PARENTS whose children did not get into the school of their choice have vowed to educate them at home.
Scores of parents have lobbied Burnley MP Peter Pike over the way the system is handled and he has promised he will look into it.
The MP said the problem, which has been getting worse for the last six years, is one thing he hopes to have solved, along with Burnley's housing problems, by the time he retires as an MP.
This year Mr Pike says he has 14 or 15 cases of parents whose children have been given places at schools which they claim are unsuitable.
Parents of eight children are so upset they have refused to send them to school and are teaching them at home.

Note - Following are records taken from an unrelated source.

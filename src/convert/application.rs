use super::option::convert_options;
use super::values::ConfigValue;
use crate::config::ConversionConfig;
use crate::error::{ConversionError, ConversionResult};
use crate::model::{
    ApplicationConfig, ApplicationType, JdlApplication, JdlOption, BLUEPRINT_PREFIX, WILDCARD,
};
use crate::parsed::{ParsedApplication, ParsedApplicationEntities};
use indexmap::{IndexMap, IndexSet};
use serde_json::Value;
use tracing::debug;

const DEFAULT_BASE_NAME: &str = "jhipster";

/// Convert parsed application blocks.
///
/// Each application gets its entity list first, then its own options, each of which
/// must only reference entities of that list.
///
/// # Arguments
///
/// * `applications` - the parsed application blocks
/// * `config` - caller configuration; its generator version lands in every application
/// * `entity_names` - every entity declared in the document, used to expand `entities *`
///
/// # Errors
///
/// - [`ConversionError::MissingInput`] when `applications` is absent
/// - [`ConversionError::EntityNotInApplication`] when an option escapes its application
/// - [`ConversionError::InvalidConfigValue`] / [`ConversionError::UnknownApplicationType`]
///   for malformed config blocks
pub fn convert_applications(
    applications: Option<&[ParsedApplication]>,
    config: &ConversionConfig,
    entity_names: &[String],
) -> ConversionResult<Vec<JdlApplication>> {
    let applications = applications.ok_or_else(|| ConversionError::missing("Applications"))?;
    applications
        .iter()
        .map(|parsed| convert_application(parsed, config, entity_names))
        .collect()
}

fn convert_application(
    parsed: &ParsedApplication,
    config: &ConversionConfig,
    entity_names: &[String],
) -> ConversionResult<JdlApplication> {
    let application_config = convert_application_config(&parsed.config, config)?;
    let mut application = JdlApplication::new(application_config);
    application.add_entity_names(resolve_application_entities(&parsed.entities, entity_names));

    let options = convert_options(Some(&parsed.options), Some(parsed.use_options.as_slice()))?;
    for option in options {
        check_option_scope(&application, &option)?;
        application.add_option(option);
    }
    debug!(
        application = application.base_name(),
        entities = application.entity_names.len(),
        options = application.option_quantity(),
        "converted application"
    );
    Ok(application)
}

/// `entities A, B`, `entities *` and `entities * except C`, against the document's
/// entity names.
#[must_use]
pub fn resolve_application_entities(
    entities: &ParsedApplicationEntities,
    entity_names: &[String],
) -> IndexSet<String> {
    let listed = if entities.entity_list.iter().any(|name| name == WILDCARD) {
        entity_names
    } else {
        entities.entity_list.as_slice()
    };
    listed
        .iter()
        .filter(|name| !entities.excluded.contains(*name))
        .cloned()
        .collect()
}

fn check_option_scope(application: &JdlApplication, option: &JdlOption) -> ConversionResult<()> {
    let scope: Vec<&str> = application.entity_names.iter().map(String::as_str).collect();
    match option
        .resolve_entity_names(&scope)
        .into_iter()
        .find(|name| !application.has_entity(name))
    {
        Some(entity) => Err(ConversionError::EntityNotInApplication {
            entity,
            option: option.name().to_string(),
            application: application.base_name().to_string(),
        }),
        None => Ok(()),
    }
}

fn convert_application_config(
    raw: &IndexMap<String, Value>,
    config: &ConversionConfig,
) -> ConversionResult<ApplicationConfig> {
    let base_name = match raw.get("baseName") {
        Some(value) => ConfigValue::new("an application", "baseName", value).string()?,
        None => DEFAULT_BASE_NAME.to_string(),
    };
    let application_type = match raw.get("applicationType") {
        Some(value) => ConfigValue::new(&base_name, "applicationType", value)
            .string()?
            .parse::<ApplicationType>()
            .map_err(|value| ConversionError::UnknownApplicationType { value })?,
        None => ApplicationType::default(),
    };

    let mut application = ApplicationConfig::defaults_for(application_type);
    application.base_name = base_name.clone();
    let mut package_folder = None;
    let mut languages = None;

    for (key, value) in raw {
        let value_of = ConfigValue::new(&base_name, key, value);
        match key.as_str() {
            "baseName" | "applicationType" => {}
            "packageName" => application.package_name = value_of.string()?,
            "packageFolder" => package_folder = Some(value_of.string()?),
            "authenticationType" => application.authentication_type = value_of.string()?,
            "databaseType" => application.database_type = value_of.string()?,
            "prodDatabaseType" => application.prod_database_type = value_of.string()?,
            "devDatabaseType" => application.dev_database_type = value_of.string()?,
            "buildTool" => application.build_tool = value_of.string()?,
            "clientFramework" => application.client_framework = value_of.string()?,
            "cacheProvider" => application.cache_provider = value_of.string()?,
            "serviceDiscoveryType" => application.service_discovery_type = value_of.string()?,
            "serverPort" => application.server_port = value_of.port()?,
            "enableTranslation" => application.enable_translation = value_of.boolean()?,
            "nativeLanguage" => application.native_language = value_of.string()?,
            "languages" => languages = Some(value_of.string_list()?),
            "skipClient" => application.skip_client = value_of.boolean()?,
            "blueprints" => application.blueprints = value_of.string_list()?,
            "jhipsterVersion" => application.jhipster_version = Some(value_of.string()?),
            _ => {
                application.extra.insert(key.clone(), value.clone());
            }
        }
    }

    application.package_folder =
        package_folder.unwrap_or_else(|| application.package_name.replace('.', "/"));
    application.languages = match languages {
        Some(mut languages) => {
            if !languages.contains(&application.native_language) {
                languages.insert(0, application.native_language.clone());
            }
            languages
        }
        None => vec![application.native_language.clone()],
    };
    application.blueprints = application
        .blueprints
        .iter()
        .map(|name| prefix_blueprint(name))
        .collect();
    if let Some(version) = &config.generator_version {
        application.jhipster_version = Some(version.clone());
    }
    Ok(application)
}

/// `vuejs` → `generator-jhipster-vuejs`; already prefixed names are left alone.
#[must_use]
pub fn prefix_blueprint(name: &str) -> String {
    if name.starts_with(BLUEPRINT_PREFIX) {
        name.to_string()
    } else {
        format!("{}{}", BLUEPRINT_PREFIX, name)
    }
}
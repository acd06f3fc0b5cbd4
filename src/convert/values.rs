use crate::error::{ConversionError, ConversionResult};
use serde_json::Value;

/// Typed access to a raw `config { .. }` / `deployment { .. }` literal.
///
/// The grammar hands some literals over as strings even when they are numbers or
/// booleans (`serverPort "8080"`, `skipClient "true"`), so both spellings are accepted.
pub(crate) struct ConfigValue<'a> {
    pub owner: &'a str,
    pub key: &'a str,
    pub value: &'a Value,
}

impl<'a> ConfigValue<'a> {
    #[must_use]
    pub fn new(owner: &'a str, key: &'a str, value: &'a Value) -> Self {
        ConfigValue { owner, key, value }
    }

    fn invalid(&self, expected: &'static str) -> ConversionError {
        ConversionError::InvalidConfigValue {
            owner: self.owner.to_string(),
            key: self.key.to_string(),
            expected,
        }
    }

    pub fn string(&self) -> ConversionResult<String> {
        match self.value {
            Value::String(s) => Ok(s.clone()),
            Value::Number(n) => Ok(n.to_string()),
            Value::Bool(b) => Ok(b.to_string()),
            _ => Err(self.invalid("a string")),
        }
    }

    pub fn boolean(&self) -> ConversionResult<bool> {
        match self.value {
            Value::Bool(b) => Ok(*b),
            Value::String(s) if s == "true" => Ok(true),
            Value::String(s) if s == "false" => Ok(false),
            _ => Err(self.invalid("a boolean")),
        }
    }

    pub fn port(&self) -> ConversionResult<u16> {
        let port = match self.value {
            Value::Number(n) => n.as_u64().and_then(|n| u16::try_from(n).ok()),
            Value::String(s) => s.parse::<u16>().ok(),
            _ => None,
        };
        port.ok_or_else(|| self.invalid("a port number"))
    }

    /// A list of strings; a single string is a one-element list.
    pub fn string_list(&self) -> ConversionResult<Vec<String>> {
        match self.value {
            Value::String(s) => Ok(vec![s.clone()]),
            Value::Array(items) => items
                .iter()
                .map(|item| match item {
                    Value::String(s) => Ok(s.clone()),
                    _ => Err(self.invalid("a list of strings")),
                })
                .collect(),
            _ => Err(self.invalid("a list of strings")),
        }
    }
}
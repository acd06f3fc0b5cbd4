use super::application::JdlApplication;
use super::deployment::{DeploymentType, JdlDeployment};
use super::entity::JdlEntity;
use super::enums::JdlEnum;
use super::option::JdlOption;
use super::relationship::{JdlRelationship, JdlRelationships};
use indexmap::IndexMap;
use serde::Serialize;

/// Root of the lowered domain graph.
///
/// Built once by [`crate::convert::convert_parsed_jdl`] and read-only afterwards.
#[derive(Debug, Clone, Default, PartialEq, Serialize)]
#[serde(rename_all = "camelCase")]
pub struct JdlObject {
    pub applications: IndexMap<String, JdlApplication>,
    pub deployments: IndexMap<DeploymentType, JdlDeployment>,
    pub entities: IndexMap<String, JdlEntity>,
    pub enums: IndexMap<String, JdlEnum>,
    pub relationships: JdlRelationships,
    pub options: Vec<JdlOption>,
    /// Entity name → base names of the applications declaring it.
    #[serde(skip)]
    applications_per_entity_name: IndexMap<String, Vec<String>>,
}

impl JdlObject {
    #[must_use]
    pub fn new() -> Self {
        Self::default()
    }

    /// Keyed by base name; a later application with the same base name replaces the earlier.
    ///
    /// Also records the application under each of its entity names. A replaced
    /// application is dropped from the entity index first.
    pub fn add_application(&mut self, application: JdlApplication) {
        let base_name = application.base_name().to_string();
        if self.applications.contains_key(&base_name) {
            self.applications_per_entity_name.retain(|_, owners| {
                owners.retain(|owner| owner != &base_name);
                !owners.is_empty()
            });
        }
        for entity_name in &application.entity_names {
            let owners = self
                .applications_per_entity_name
                .entry(entity_name.clone())
                .or_default();
            if !owners.contains(&base_name) {
                owners.push(base_name.clone());
            }
        }
        self.applications.insert(base_name, application);
    }

    pub fn add_deployment(&mut self, deployment: JdlDeployment) {
        self.deployments
            .insert(deployment.deployment_type, deployment);
    }

    pub fn add_entity(&mut self, entity: JdlEntity) {
        self.entities.insert(entity.name.clone(), entity);
    }

    pub fn add_enum(&mut self, jdl_enum: JdlEnum) {
        self.enums.insert(jdl_enum.name.clone(), jdl_enum);
    }

    pub fn add_relationship(&mut self, relationship: JdlRelationship) {
        self.relationships.add(relationship);
    }

    pub fn add_option(&mut self, option: JdlOption) {
        self.options.push(option);
    }

    #[must_use]
    pub fn get_application(&self, base_name: &str) -> Option<&JdlApplication> {
        self.applications.get(base_name)
    }

    /// Base names of the applications whose entity list contains `entity_name`.
    #[must_use]
    pub fn applications_for_entity(&self, entity_name: &str) -> &[String] {
        self.applications_per_entity_name
            .get(entity_name)
            .map(Vec::as_slice)
            .unwrap_or_default()
    }

    #[must_use]
    pub fn get_deployment(&self, deployment_type: DeploymentType) -> Option<&JdlDeployment> {
        self.deployments.get(&deployment_type)
    }

    #[must_use]
    pub fn get_entity(&self, name: &str) -> Option<&JdlEntity> {
        self.entities.get(name)
    }

    #[must_use]
    pub fn get_enum(&self, name: &str) -> Option<&JdlEnum> {
        self.enums.get(name)
    }

    #[must_use]
    pub fn relationships(&self) -> &JdlRelationships {
        &self.relationships
    }

    #[must_use]
    pub fn get_options(&self) -> &[JdlOption] {
        &self.options
    }

    #[must_use]
    pub fn get_options_for_name(&self, name: &str) -> Vec<&JdlOption> {
        self.options.iter().filter(|o| o.name() == name).collect()
    }

    #[must_use]
    pub fn entity_names(&self) -> Vec<&str> {
        self.entities.keys().map(String::as_str).collect()
    }

    #[must_use]
    pub fn has_entity(&self, name: &str) -> bool {
        self.entities.contains_key(name)
    }

    #[must_use]
    pub fn has_enum(&self, name: &str) -> bool {
        self.enums.contains_key(name)
    }

    #[must_use]
    pub fn entity_quantity(&self) -> usize {
        self.entities.len()
    }

    #[must_use]
    pub fn enum_quantity(&self) -> usize {
        self.enums.len()
    }

    #[must_use]
    pub fn relationship_quantity(&self) -> usize {
        self.relationships.len()
    }

    #[must_use]
    pub fn option_quantity(&self) -> usize {
        self.options.len()
    }

    #[must_use]
    pub fn application_quantity(&self) -> usize {
        self.applications.len()
    }

    #[must_use]
    pub fn deployment_quantity(&self) -> usize {
        self.deployments.len()
    }
}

Among them is Mrs Debbie Fallows, of Howard Street, Burnley, who said her 11-year-old daughter Harley had been offered a place at Walshaw High School but wanted Ivy Bank, Gawthorpe or Habergham.
She said: "This has been going on for 20 years and has to stop. All we want is a school relatively near home and a good education, that's not asking the earth."
She said that she and other parents were planning to teach their children at home and were appealing for a voluntary teacher to teach them. They were planning to use Hargher Clough Community Centre as a schoolroom.
The problem is acute in the west of Burnley where increasing numbers of people live but where no extra places have been allocated in the three west Burnley schools -- Ivy Bank, Gawthorpe and Habergham.
This year more than 300 people applied for places at Habergham as their first choice school and 180 places were allocated, 151 applied to Gawthorpe and 172 were given places and 268 applied to Ivy Bank where 198 children were allocated a place. All three schools accepted more pupils than they originally intended.
Many of those whose children did not get in have been given places at Barden and Walshaw schools which parents say is a long way for children to travel.
Mr Pike says the whole structure of education needs looking at in Burnley and that difficult decisions need to be made with some schools possibly facing closure.
One option could be building another school in the west of the town. He said the county council was looking at proposals to help end the annual chaos.
He added: "This is an impossible position and I have 100 per cent sympathy with those parents whose children did not get a place they wanted.
"If I had a magic wand to wave I would solve the problem, but I do not. Hopefully in 2 years' time it will have been solved because this has gone on for far too long.
"There are some difficult decisions to make and some bullets to bite, but I would like to see an end to this by the time I retire."
A spokesman for Lancashire County Council said if schools were over-subscribed places were allocated to children who had a brother or sister at a particular school or needed special needs assistance.
Remaining places were then allocated to those living nearest the school on a walking route.
Anyone not given one of their three preferred schools is allocated to the nearest suitable school with a place.